++++ Supplied records

//! Appliance resource and data source schemas
//!
//! Every type is described by a static field table. The same table drives
//! schema validation, the request body sent to the appliance, and the
//! read-back of observed attributes.

pub mod as3;
pub mod cm;
pub mod ilx;
pub mod ltm;
pub mod net;
pub mod ssl;
pub mod sys;
pub mod waf;

use adcform_core::resource::Value;
use adcform_core::schema::{AttributeSchema, AttributeType, ResourceSchema, types};

/// Wire encoding of a field
#[derive(Debug, Clone, Copy, PartialEq, Eq)]
pub enum FieldKind {
    String,
    /// Appliance object name; the default partition prefix is dropped on read
    ObjectRef,
    Int,
    /// Int restricted to 0-65535
    Port,
    Bool,
    StringList,
    IntList,
    /// Bool sent as "yes" / "no"
    YesNo,
    /// Bool sent as "enabled" / "disabled"
    EnabledDisabled,
    /// List sent as "a and b" (monitor rules)
    AndList,
    /// List sent as [{"name": a}, {"name": b}]
    NameList,
    /// List sent as a bare string when it holds only "all", "none" or "default"
    ServiceList,
    /// List of nested objects
    Objects,
    /// JSON document, structured or as text
    Json,
    /// List of JSON documents
    JsonList,
}

/// Who sets a field
#[derive(Debug, Clone, Copy, PartialEq, Eq)]
pub enum Presence {
    Required,
    Optional,
    Computed,
}

/// Schema default for a field
#[derive(Debug, Clone, Copy)]
pub enum Fallback {
    None,
    Str(&'static str),
    Int(i64),
    Bool(bool),
}

/// One row of a field-mapping table
#[derive(Debug, Clone, Copy)]
pub struct Field {
    /// Configuration attribute name
    pub name: &'static str,
    /// Appliance property name; `None` when a handler maps the field itself
    pub api: Option<&'static str>,
    pub kind: FieldKind,
    pub presence: Presence,
    pub fallback: Fallback,
    pub sensitive: bool,
}

impl Field {
    pub const fn required(name: &'static str, api: &'static str, kind: FieldKind) -> Self {
        Self::new(name, Some(api), kind, Presence::Required)
    }

    pub const fn optional(name: &'static str, api: &'static str, kind: FieldKind) -> Self {
        Self::new(name, Some(api), kind, Presence::Optional)
    }

    pub const fn computed(name: &'static str, api: &'static str, kind: FieldKind) -> Self {
        Self::new(name, Some(api), kind, Presence::Computed)
    }

    /// Field with no direct appliance property
    pub const fn local(name: &'static str, kind: FieldKind, presence: Presence) -> Self {
        Self::new(name, None, kind, presence)
    }

    const fn new(
        name: &'static str,
        api: Option<&'static str>,
        kind: FieldKind,
        presence: Presence,
    ) -> Self {
        Self {
            name,
            api,
            kind,
            presence,
            fallback: Fallback::None,
            sensitive: false,
        }
    }

    pub const fn default_str(self, value: &'static str) -> Self {
        Self {
            fallback: Fallback::Str(value),
            ..self
        }
    }

    pub const fn default_int(self, value: i64) -> Self {
        Self {
            fallback: Fallback::Int(value),
            ..self
        }
    }

    pub const fn default_bool(self, value: bool) -> Self {
        Self {
            fallback: Fallback::Bool(value),
            ..self
        }
    }

    pub const fn sensitive(self) -> Self {
        Self {
            sensitive: true,
            ..self
        }
    }

    pub fn is_computed(&self) -> bool {
        self.presence == Presence::Computed
    }

    pub fn attribute_type(&self) -> AttributeType {
        match self.kind {
            FieldKind::String => AttributeType::String,
            FieldKind::Int => AttributeType::Int,
            FieldKind::ObjectRef => types::object_name(),
            FieldKind::Port => types::port(),
            FieldKind::Bool | FieldKind::YesNo | FieldKind::EnabledDisabled => AttributeType::Bool,
            FieldKind::StringList
            | FieldKind::AndList
            | FieldKind::NameList
            | FieldKind::ServiceList => AttributeType::List(Box::new(AttributeType::String)),
            FieldKind::IntList => AttributeType::List(Box::new(AttributeType::Int)),
            FieldKind::Objects => {
                AttributeType::List(Box::new(AttributeType::Map(Box::new(AttributeType::Any))))
            }
            FieldKind::Json => AttributeType::Json,
            FieldKind::JsonList => AttributeType::List(Box::new(AttributeType::Json)),
        }
    }

    pub fn to_schema(&self) -> AttributeSchema {
        let mut schema = AttributeSchema::new(self.name, self.attribute_type());
        if let Some(api) = self.api {
            schema = schema.with_provider_name(api);
        }
        match self.presence {
            Presence::Required => schema = schema.required(),
            Presence::Computed => schema = schema.computed(),
            Presence::Optional => {}
        }
        if self.sensitive {
            schema = schema.sensitive();
        }
        match self.fallback {
            Fallback::None => schema,
            Fallback::Str(s) => schema.with_default(Value::String(s.to_string())),
            Fallback::Int(i) => schema.with_default(Value::Int(i)),
            Fallback::Bool(b) => schema.with_default(Value::Bool(b)),
        }
    }
}

/// REST location of a table-driven resource
#[derive(Debug, Clone, Copy, PartialEq, Eq)]
pub enum Endpoint {
    /// Collection of named objects (POST to create, PUT/DELETE on members)
    Collection(&'static str),
    /// A single system object that always exists (PUT only)
    Singleton(&'static str),
    /// `/mgmt/tm/ltm/monitor/<parent type>`
    Monitor,
    /// Paths owned by a dedicated handler
    Handler,
}

/// How a resource is identified on the appliance
#[derive(Debug, Clone, Copy, PartialEq, Eq)]
pub enum Identity {
    /// `name` is the full path (e.g., "/Common/web")
    FullPath,
    /// `name` is a plain name (partitions)
    Name,
    /// `name` plus `partition` (default "Common")
    PartitionedName,
    /// Fixed identifier of a singleton
    Singleton,
    /// Identifier built by the handler
    Handler,
}

/// Whether the appliance offers an API for an operation
#[derive(Debug, Clone, Copy, PartialEq, Eq)]
pub enum Support {
    Supported,
    Unsupported,
}

/// Which code path performs CRUD
#[derive(Debug, Clone, Copy, PartialEq, Eq)]
pub enum Handler {
    Table,
    PoolAttachment,
    Certificate,
    Key,
    As3,
    WafPolicy,
}

/// Appliance schema configuration of a managed resource
pub struct AdcSchemaConfig {
    pub type_name: &'static str,
    pub description: &'static str,
    pub endpoint: Endpoint,
    pub identity: Identity,
    pub fields: &'static [Field],
    pub update: Support,
    pub delete: Support,
    pub handler: Handler,
}

impl AdcSchemaConfig {
    pub fn schema(&self) -> ResourceSchema {
        let mut schema = ResourceSchema::new(self.type_name).with_description(self.description);
        for attr in identity_attributes(self.identity) {
            schema = schema.attribute(attr);
        }
        for field in self.fields {
            schema = schema.attribute(field.to_schema());
        }
        schema
    }

    pub fn field(&self, name: &str) -> Option<&Field> {
        self.fields.iter().find(|f| f.name == name)
    }
}

fn identity_attributes(identity: Identity) -> Vec<AttributeSchema> {
    match identity {
        Identity::FullPath => vec![
            AttributeSchema::new("name", types::full_path())
                .required()
                .with_description("Full path of the object, e.g. /Common/web"),
        ],
        Identity::Name => vec![AttributeSchema::new("name", AttributeType::String).required()],
        Identity::PartitionedName => vec![
            AttributeSchema::new("name", AttributeType::String).required(),
            AttributeSchema::new("partition", AttributeType::String)
                .with_default(Value::String("Common".to_string())),
            AttributeSchema::new("full_path", AttributeType::String).computed(),
        ],
        Identity::Singleton | Identity::Handler => vec![],
    }
}

/// How a data source is evaluated
#[derive(Clone, Copy)]
pub enum DataSourceKind {
    /// Look up an existing object of a managed type by name and partition
    Lookup(fn() -> AdcSchemaConfig),
    /// Build a JSON document from arguments, optionally reading the appliance
    Builder,
}

/// Appliance schema configuration of a data source
pub struct DataSourceConfig {
    pub type_name: &'static str,
    pub description: &'static str,
    pub fields: &'static [Field],
    pub kind: DataSourceKind,
}

impl DataSourceConfig {
    pub fn schema(&self) -> ResourceSchema {
        let mut schema = ResourceSchema::new(self.type_name)
            .with_description(self.description)
            .with_read_only(true);

        if let DataSourceKind::Lookup(config) = self.kind {
            schema = schema
                .attribute(AttributeSchema::new("name", AttributeType::String).required())
                .attribute(
                    AttributeSchema::new("partition", AttributeType::String)
                        .with_default(Value::String("Common".to_string())),
                )
                .attribute(AttributeSchema::new("full_path", AttributeType::String).computed());
            for field in config().fields {
                if field.api.is_some() && !field.sensitive && field.name != "partition" {
                    schema = schema.attribute(field.to_schema().computed());
                }
            }
        }

        for field in self.fields {
            schema = schema.attribute(field.to_schema());
        }
        schema
    }
}

/// Returns all managed resource configs
pub fn configs() -> Vec<AdcSchemaConfig> {
    vec![
        ltm::node_config(),
        ltm::pool_config(),
        ltm::pool_attachment_config(),
        ltm::monitor_config(),
        ltm::virtual_server_config(),
        ltm::irule_config(),
        ssl::certificate_config(),
        ssl::key_config(),
        sys::snmp_config(),
        sys::snmp_traps_config(),
        sys::dns_config(),
        sys::ntp_config(),
        sys::partition_config(),
        net::vlan_config(),
        net::selfip_config(),
        net::route_config(),
        cm::device_config(),
        cm::devicegroup_config(),
        as3::as3_config(),
        waf::policy_config(),
        ilx::workspace_config(),
    ]
}

/// Returns all data source configs
pub fn data_source_configs() -> Vec<DataSourceConfig> {
    vec![
        ltm::pool_data_config(),
        ltm::node_data_config(),
        ltm::irule_data_config(),
        ltm::monitor_data_config(),
        ssl::certificate_data_config(),
        as3::pool_data_config(),
        as3::service_data_config(),
        as3::certificate_data_config(),
        as3::application_data_config(),
        as3::tenant_data_config(),
        as3::adc_data_config(),
        as3::service_discovery_data_config(),
        waf::entity_url_data_config(),
        waf::entity_parameter_data_config(),
        waf::signatures_data_config(),
        waf::pb_suggestions_data_config(),
    ]
}

/// Get the config of a managed resource type
pub fn get_config(resource_type: &str) -> Option<AdcSchemaConfig> {
    configs().into_iter().find(|c| c.type_name == resource_type)
}

/// Get the config of a data source type
pub fn get_data_source_config(resource_type: &str) -> Option<DataSourceConfig> {
    data_source_configs()
        .into_iter()
        .find(|c| c.type_name == resource_type)
}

++++++++

* **Exercise requirements**:
When the word "IntList" appears in a line of the listing, copy that line.

* **Written reply**:
    IntList,
            FieldKind::IntList => AttributeType::List(Box::new(AttributeType::Int)),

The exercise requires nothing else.